Cell surface
carbohydrates play an important role in virus entry and intracellular trafficking. Bovine Adeno-Associated Virus (BAAV) uses plasma membrane
gangliosides for transduction and
infection. In addition, independent of the infectious pathway, BAAV also has the ability to pass through barrier epithelia and endothelia using a transcytosis pathway dependent upon the presence of cell surface
carbohydrates. Thus, in order to better define the
carbohydrate interactions that are necessary for BAAV
infection or transcytosis, a
glycan microarray composed of both natural and synthetic
carbohydrates was probed with HA-tagged BAAV particles. This identified
chitotriose, a trimer of beta-1-4-linked
N-acetyl glucosamine, as having an interaction with BAAV. Competition experiments showed that the BAAV interaction with this
carbohydrate is not necessary for
infection but is instead important in the transcytosis pathway.
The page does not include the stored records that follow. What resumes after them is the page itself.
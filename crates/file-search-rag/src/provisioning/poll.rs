//! Waiting on long-running import operations

use std::time::Duration;

use crate::error::{Error, Result};
use crate::providers::FileSearchBackend;
use crate::types::Operation;

/// Poll `operation` at a fixed interval until it reports done
///
/// Returns only after `done == true` has been observed. No timeout: an
/// operation that never completes blocks forever. A completed operation that
/// carries an error status is returned as `Error::Provisioning`.
pub async fn wait_for_operation(
    backend: &dyn FileSearchBackend,
    mut operation: Operation,
    interval: Duration,
) -> Result<Operation> {
    while !operation.done {
        tokio::time::sleep(interval).await;
        operation = backend.get_operation(&operation.name).await?;
        tracing::debug!("Operation {} done={}", operation.name, operation.done);
    }

    if let Some(reason) = operation.failure() {
        return Err(Error::provisioning(format!(
            "Import {} failed: {}",
            operation.name, reason
        )));
    }

    tracing::info!("Import completed: {}", operation.name);
    Ok(operation)
}
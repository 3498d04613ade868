//! LLM provider trait for grounded answer generation

use async_trait::async_trait;
use crate::error::Result;

/// Trait for answer generation backed by file search
///
/// Implementations:
/// - `GeminiClient`: Gemini API `generateContent` with the `fileSearch` tool
#[async_trait]
pub trait LlmProvider: Send + Sync {
    /// Generate an answer to `prompt`, letting the model search `store_names`
    ///
    /// `store_names` is forwarded as given, including `None` entries.
    async fn generate_grounded(
        &self,
        system_instruction: &str,
        prompt: &str,
        store_names: &[Option<String>],
    ) -> Result<String>;

    /// Get provider name for logging
    fn name(&self) -> &str;

    /// Get the model being used
    fn model(&self) -> &str;
}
The beta-1-4-linked
N-acetyl glucosamine modification has been reported on gp96, a
glycoprotein involved in the transcytosis of bacteria and toxins. Significantly, immunoprecipitation and competition experiments with an anti-gp96 antibody and a soluble form of gp96, respectively, showed this
glycoprotein can also interact with BAAV to serve as a receptor for its transcytosis.